--- Provided entries Enclosed Below ---

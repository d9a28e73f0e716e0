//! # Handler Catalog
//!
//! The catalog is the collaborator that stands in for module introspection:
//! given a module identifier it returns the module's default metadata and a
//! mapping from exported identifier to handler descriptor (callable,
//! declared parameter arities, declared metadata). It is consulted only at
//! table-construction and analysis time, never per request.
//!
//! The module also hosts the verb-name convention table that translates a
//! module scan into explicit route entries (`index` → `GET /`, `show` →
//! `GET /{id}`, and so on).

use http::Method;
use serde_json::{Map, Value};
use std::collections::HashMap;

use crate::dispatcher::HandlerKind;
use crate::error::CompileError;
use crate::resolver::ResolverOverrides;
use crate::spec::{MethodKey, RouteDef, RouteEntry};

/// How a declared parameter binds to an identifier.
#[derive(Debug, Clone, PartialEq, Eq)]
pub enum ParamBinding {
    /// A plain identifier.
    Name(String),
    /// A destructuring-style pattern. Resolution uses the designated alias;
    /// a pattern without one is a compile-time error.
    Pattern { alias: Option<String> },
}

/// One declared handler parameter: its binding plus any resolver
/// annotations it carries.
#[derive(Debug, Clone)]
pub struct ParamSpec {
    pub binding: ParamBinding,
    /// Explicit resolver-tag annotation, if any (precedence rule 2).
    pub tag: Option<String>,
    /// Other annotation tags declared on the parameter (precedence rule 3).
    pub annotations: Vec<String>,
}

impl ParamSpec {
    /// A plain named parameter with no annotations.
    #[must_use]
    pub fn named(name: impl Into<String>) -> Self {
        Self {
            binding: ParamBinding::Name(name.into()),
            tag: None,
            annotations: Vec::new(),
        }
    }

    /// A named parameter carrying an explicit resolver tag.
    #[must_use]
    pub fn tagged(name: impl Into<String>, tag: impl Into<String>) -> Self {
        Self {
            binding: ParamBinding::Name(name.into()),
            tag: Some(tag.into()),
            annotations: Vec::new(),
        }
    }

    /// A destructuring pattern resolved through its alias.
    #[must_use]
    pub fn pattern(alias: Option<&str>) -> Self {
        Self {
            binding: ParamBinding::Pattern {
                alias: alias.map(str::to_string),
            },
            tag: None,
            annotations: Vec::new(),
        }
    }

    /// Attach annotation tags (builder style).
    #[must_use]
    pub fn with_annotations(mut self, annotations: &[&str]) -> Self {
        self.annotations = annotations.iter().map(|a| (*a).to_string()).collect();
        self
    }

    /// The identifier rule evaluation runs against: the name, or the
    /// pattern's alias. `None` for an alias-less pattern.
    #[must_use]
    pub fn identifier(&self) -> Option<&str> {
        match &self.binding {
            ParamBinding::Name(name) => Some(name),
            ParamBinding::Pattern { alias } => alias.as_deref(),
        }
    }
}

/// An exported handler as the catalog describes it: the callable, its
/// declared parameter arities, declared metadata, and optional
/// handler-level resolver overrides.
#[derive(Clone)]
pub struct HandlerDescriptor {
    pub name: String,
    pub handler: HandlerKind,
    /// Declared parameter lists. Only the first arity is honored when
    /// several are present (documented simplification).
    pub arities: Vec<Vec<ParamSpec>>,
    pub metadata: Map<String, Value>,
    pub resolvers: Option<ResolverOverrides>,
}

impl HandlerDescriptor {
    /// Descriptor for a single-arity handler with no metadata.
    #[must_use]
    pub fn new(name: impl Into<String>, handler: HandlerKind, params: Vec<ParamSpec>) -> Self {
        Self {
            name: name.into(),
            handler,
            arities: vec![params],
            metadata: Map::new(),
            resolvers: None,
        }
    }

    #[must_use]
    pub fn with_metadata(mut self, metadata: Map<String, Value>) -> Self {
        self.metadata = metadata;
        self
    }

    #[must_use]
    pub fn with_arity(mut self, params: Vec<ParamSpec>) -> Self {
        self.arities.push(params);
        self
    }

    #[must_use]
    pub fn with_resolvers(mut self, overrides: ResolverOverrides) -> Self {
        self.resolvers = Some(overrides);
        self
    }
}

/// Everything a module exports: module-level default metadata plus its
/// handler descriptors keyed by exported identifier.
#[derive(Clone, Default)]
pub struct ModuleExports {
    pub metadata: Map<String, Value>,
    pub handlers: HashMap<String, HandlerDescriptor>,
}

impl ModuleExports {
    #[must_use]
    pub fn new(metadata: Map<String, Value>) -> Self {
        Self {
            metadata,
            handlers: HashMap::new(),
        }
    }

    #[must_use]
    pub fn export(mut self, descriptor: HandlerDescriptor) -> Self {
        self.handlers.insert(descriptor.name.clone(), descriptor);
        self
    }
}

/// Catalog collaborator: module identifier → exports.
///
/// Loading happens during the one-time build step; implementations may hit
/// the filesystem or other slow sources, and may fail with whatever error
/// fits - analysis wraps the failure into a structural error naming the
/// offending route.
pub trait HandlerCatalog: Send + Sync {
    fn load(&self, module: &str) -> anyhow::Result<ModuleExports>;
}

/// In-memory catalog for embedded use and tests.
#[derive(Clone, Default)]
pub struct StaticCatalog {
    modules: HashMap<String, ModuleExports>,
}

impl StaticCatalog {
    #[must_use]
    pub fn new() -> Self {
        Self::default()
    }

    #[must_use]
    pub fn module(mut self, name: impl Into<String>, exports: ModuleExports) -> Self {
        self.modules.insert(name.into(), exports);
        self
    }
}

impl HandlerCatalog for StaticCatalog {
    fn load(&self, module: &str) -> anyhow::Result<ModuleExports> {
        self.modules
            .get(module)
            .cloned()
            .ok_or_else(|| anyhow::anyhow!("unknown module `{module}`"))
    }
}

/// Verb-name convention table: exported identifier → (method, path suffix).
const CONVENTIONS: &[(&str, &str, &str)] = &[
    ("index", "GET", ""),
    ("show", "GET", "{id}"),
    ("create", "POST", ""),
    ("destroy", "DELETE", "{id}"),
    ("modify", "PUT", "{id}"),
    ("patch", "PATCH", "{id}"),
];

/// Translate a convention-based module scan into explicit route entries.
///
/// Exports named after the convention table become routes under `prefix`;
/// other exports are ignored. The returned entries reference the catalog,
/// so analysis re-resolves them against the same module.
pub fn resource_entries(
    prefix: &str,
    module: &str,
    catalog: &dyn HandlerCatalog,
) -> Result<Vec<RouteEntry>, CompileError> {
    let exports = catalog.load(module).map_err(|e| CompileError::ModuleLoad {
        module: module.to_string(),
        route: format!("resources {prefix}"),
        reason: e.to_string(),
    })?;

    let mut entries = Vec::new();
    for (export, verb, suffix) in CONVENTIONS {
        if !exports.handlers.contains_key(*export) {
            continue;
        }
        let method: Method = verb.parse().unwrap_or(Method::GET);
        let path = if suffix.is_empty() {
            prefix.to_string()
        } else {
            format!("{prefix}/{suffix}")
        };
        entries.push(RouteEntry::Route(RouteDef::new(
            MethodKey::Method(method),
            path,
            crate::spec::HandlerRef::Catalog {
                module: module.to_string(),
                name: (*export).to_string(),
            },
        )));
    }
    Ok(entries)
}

--- End of Enclosed Provided entries ---

Write out every line from the data above that includes "analysis".

//! table-construction and analysis time, never per request.
/// fits - analysis wraps the failure into a structural error naming the
/// so analysis re-resolves them against the same module.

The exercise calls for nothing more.